* **Activity**: From the listing below, copy each line that holds "impl".

* **Task data**:
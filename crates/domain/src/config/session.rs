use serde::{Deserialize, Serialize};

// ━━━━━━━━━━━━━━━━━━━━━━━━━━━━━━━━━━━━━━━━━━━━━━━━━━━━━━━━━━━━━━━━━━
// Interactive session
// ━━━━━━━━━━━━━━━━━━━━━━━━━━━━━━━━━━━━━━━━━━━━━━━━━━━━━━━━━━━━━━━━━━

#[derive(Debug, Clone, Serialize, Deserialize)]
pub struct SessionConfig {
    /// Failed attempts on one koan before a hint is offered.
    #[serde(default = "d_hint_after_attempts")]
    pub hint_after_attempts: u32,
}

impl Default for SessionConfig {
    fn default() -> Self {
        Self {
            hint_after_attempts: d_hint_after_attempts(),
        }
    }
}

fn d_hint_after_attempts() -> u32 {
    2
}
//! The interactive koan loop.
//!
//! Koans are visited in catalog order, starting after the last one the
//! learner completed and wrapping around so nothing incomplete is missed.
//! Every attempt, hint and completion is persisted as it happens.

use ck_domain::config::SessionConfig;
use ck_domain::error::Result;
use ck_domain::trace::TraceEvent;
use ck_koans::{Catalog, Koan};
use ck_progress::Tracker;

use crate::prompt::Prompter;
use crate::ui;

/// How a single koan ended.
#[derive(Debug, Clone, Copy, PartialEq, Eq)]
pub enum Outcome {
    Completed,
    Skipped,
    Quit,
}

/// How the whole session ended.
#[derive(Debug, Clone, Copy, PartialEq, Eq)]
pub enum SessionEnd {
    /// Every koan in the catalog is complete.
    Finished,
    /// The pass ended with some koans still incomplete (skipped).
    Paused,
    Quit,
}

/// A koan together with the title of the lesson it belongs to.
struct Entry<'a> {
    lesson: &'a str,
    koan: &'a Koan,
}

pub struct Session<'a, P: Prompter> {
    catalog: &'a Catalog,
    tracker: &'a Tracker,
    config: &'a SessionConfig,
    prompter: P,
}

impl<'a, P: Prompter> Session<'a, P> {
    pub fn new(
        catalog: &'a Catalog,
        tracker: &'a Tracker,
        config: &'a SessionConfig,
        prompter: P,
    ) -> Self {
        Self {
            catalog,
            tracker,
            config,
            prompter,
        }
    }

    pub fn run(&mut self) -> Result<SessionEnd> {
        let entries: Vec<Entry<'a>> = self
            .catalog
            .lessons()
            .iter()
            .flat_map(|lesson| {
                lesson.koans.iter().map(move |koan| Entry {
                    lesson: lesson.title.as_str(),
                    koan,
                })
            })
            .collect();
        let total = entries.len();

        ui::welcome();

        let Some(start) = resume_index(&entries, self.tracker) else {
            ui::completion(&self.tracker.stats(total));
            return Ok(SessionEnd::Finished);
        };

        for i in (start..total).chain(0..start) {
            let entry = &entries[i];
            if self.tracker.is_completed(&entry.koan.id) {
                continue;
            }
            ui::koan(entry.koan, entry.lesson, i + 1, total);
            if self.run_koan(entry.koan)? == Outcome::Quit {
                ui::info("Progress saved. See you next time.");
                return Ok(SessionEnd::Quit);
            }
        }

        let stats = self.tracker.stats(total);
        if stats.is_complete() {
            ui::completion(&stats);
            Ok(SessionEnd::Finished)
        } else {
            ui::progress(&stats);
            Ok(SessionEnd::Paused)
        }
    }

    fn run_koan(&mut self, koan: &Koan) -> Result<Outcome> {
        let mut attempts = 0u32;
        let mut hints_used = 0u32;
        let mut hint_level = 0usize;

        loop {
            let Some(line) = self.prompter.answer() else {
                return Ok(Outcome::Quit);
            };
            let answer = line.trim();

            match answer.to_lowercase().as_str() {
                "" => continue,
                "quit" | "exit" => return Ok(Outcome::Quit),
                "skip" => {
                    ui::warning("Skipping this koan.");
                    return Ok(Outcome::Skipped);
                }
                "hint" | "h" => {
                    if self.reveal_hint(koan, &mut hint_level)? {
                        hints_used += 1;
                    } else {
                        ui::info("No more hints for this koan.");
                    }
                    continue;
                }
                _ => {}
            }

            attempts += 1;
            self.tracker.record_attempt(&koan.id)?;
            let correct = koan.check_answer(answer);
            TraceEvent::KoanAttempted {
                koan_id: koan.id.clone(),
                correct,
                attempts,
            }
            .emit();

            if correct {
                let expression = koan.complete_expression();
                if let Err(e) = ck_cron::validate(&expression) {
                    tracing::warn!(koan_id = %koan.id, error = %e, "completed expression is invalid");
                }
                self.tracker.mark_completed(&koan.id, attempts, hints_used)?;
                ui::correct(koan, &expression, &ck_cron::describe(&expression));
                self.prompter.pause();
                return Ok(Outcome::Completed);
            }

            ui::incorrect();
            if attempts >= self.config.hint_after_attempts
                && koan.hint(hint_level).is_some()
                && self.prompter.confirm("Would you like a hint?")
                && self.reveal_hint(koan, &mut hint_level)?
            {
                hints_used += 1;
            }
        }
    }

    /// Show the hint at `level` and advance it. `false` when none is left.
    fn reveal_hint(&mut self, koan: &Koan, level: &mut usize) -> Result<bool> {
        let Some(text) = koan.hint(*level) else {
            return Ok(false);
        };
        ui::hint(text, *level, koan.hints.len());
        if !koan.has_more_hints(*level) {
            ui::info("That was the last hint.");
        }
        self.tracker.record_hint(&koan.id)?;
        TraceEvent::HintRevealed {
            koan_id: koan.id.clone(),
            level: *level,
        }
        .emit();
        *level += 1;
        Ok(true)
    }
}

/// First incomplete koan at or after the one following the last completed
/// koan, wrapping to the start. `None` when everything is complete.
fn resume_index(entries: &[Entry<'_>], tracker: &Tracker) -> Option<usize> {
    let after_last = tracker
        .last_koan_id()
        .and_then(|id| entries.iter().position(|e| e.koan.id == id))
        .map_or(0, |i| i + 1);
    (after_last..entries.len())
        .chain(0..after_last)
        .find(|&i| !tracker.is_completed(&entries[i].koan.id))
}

* **Written answer**:
impl Default for SessionConfig {
impl<'a, P: Prompter> Session<'a, P> {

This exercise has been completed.